Um dos desdobramentos dessa parceria foi o I Seminário das Originárias da Terra, que, entre os dias 14, 15 e 16 de outubro, reuniu dezenas de indígenas mulheres que se candidataram nas eleições de 2022, entre elas as deputadas federais eleitas Sônia Guajajara e Célia Xakriabá. Foi um fim de semana inspirador e repleto de trocas de experiências, ideias e conexões para acolher, motivar e dar visibilidade a mais mulheres indígenas no cenário político.

Como bem colocou Célia, a primeira e maior vítima do governo Bolsonaro foi uma mulher, a Mãe Terra. Portanto, ser mulher e indígena na política hoje é ter coragem – e essa não é uma escolha, trata-se da única via possível. Pois, tanto para as que ainda virão quanto para as que já estão por lá, os desafios na política são e serão inúmeros.

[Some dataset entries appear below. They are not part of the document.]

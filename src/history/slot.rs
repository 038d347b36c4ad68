use std::fs;
use std::path::PathBuf;

use chrono::{NaiveDate, Utc};
use log::{error, warn};

use crate::error::StoreError;
use crate::models::HistoryEntry;

/// The single persisted slot holding the whole history collection as a JSON
/// array, newest entry first. All mutation goes through the store worker
/// thread, which owns the only instance of this struct.
pub struct HistorySlot {
    path: PathBuf,
    entries: Vec<HistoryEntry>,
}

impl HistorySlot {
    /// Opens the slot, creating an empty one if nothing was ever written.
    /// A payload that no longer parses is quarantined to a timestamped
    /// sidecar file and the slot starts empty; I/O failures are fatal.
    pub fn open(path: PathBuf) -> Result<Self, StoreError> {
        if let Some(parent) = path.parent() {
            fs::create_dir_all(parent)?;
        }

        let entries = if path.exists() {
            let raw = fs::read_to_string(&path)?;
            match parse_entries(&raw) {
                Ok(entries) => entries,
                Err(err) => {
                    error!("history slot at {} is corrupt: {err}", path.display());
                    quarantine(&path);
                    Vec::new()
                }
            }
        } else {
            Vec::new()
        };

        Ok(Self { path, entries })
    }

    pub fn entries(&self) -> &[HistoryEntry] {
        &self.entries
    }

    /// Prepends the entry and persists the full document before returning.
    pub fn append(&mut self, entry: HistoryEntry) -> Result<(), StoreError> {
        self.entries.insert(0, entry);
        self.persist()
    }

    /// Removes the entry with the given id. Idempotent: an absent id is a
    /// no-op, not an error.
    pub fn delete_entry(&mut self, id: &str) -> Result<(), StoreError> {
        let before = self.entries.len();
        self.entries.retain(|entry| entry.id != id);
        if self.entries.len() == before {
            return Ok(());
        }
        self.persist()
    }

    /// Removes every entry whose grouping date matches. Idempotent.
    pub fn delete_group(&mut self, date: NaiveDate) -> Result<(), StoreError> {
        let before = self.entries.len();
        self.entries.retain(|entry| entry.group_date() != date);
        if self.entries.len() == before {
            return Ok(());
        }
        self.persist()
    }

    /// Writes the whole document to a temp file and renames it into place,
    /// so readers never observe a half-applied write.
    fn persist(&self) -> Result<(), StoreError> {
        let serialized = serde_json::to_string(&self.entries)
            .map_err(|err| StoreError::Unavailable(err.to_string()))?;

        let tmp_path = self.path.with_extension("json.tmp");
        fs::write(&tmp_path, serialized)?;
        fs::rename(&tmp_path, &self.path)?;
        Ok(())
    }
}

fn parse_entries(raw: &str) -> Result<Vec<HistoryEntry>, StoreError> {
    serde_json::from_str(raw).map_err(|err| StoreError::Corrupt(err.to_string()))
}

fn quarantine(path: &PathBuf) {
    let stamp = Utc::now().format("%Y%m%dT%H%M%SZ");
    let sidecar = path.with_extension(format!("json.corrupt-{stamp}"));
    match fs::rename(path, &sidecar) {
        Ok(()) => warn!(
            "corrupt history payload preserved at {}",
            sidecar.display()
        ),
        Err(err) => error!("failed to quarantine corrupt history payload: {err}"),
    }
}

“Nossa luta não se encerra com os resultados das eleições, esse é só o começo”, ressaltou Sônia. Ela deixou claro que o importante não é o cargo a ser ocupado, tampouco uma carreira política a ser seguida, mas as pautas que serão levadas para dentro do Congresso Nacional. A grande missão é mudar a consciência das pessoas e a dinâmica da sociedade, construindo uma política com mais representatividade que possa enfim olhar para além dos interesses das classes historicamente dominantes em nosso país. É, em outras palavras, articular o que é de interesse dos povos indígenas e desarticular o que ameaça não apenas os seus direitos, mas as suas vidas. Pois a destruição desenfreada das florestas, principalmente a partir da mineração ilegal, é uma ameaça direta à sobrevivência das comunidades indígenas e ribeirinhas.
Foi particularmente emocionante quando Célia Xakriabá iniciou sua fala entoando um canto tradicional e frisando que será esse o seu hino no Congresso. “Vamos continuar cantando, pois nunca tivemos um microfone no lado de dentro da Casa para tomarmos as nossas decisões”, disse. Pela primeira vez no país, Câmara, ruas e florestas estarão unidas nas mesmas vozes. É essa a política que queremos, é essa a política que vai construir o Brasil de que precisamos.
O espaço aqui é curto demais para contarmos tudo o que ouvimos e sentimos durante o encontro. Mas fazemos questão de citar os nomes os de todas as que falaram e nos tocaram: Ceiça Pitaguary, Braulina Baniwa, Eliane Xunakalo, Juliana Jenipapo Kanindé (Cacica Irê), Jaqueline Kaiowá, Jozi Kaingang, Kerexu Yxapyry, Larissa Pankararu, Leonice Tupari, Marciely Tupari, Puyr Tembé, Shirley Krenak, Simone Karipuna, Telma Taurepang e Vanessa Xerente. A troca se tornou ainda mais rica com as vozes globais de Celestina Castillo, deputada mexicana, Engracia Pérez Castro, coordenadora da Asamblea de Mujeres Indígenas de Oaxaca – AMIO, e Rosita Aguiar, ex-prefeita de Reforma Pineda, no México, e Elisa Loncón, que foi presidente da Convenção Constitucional chilena.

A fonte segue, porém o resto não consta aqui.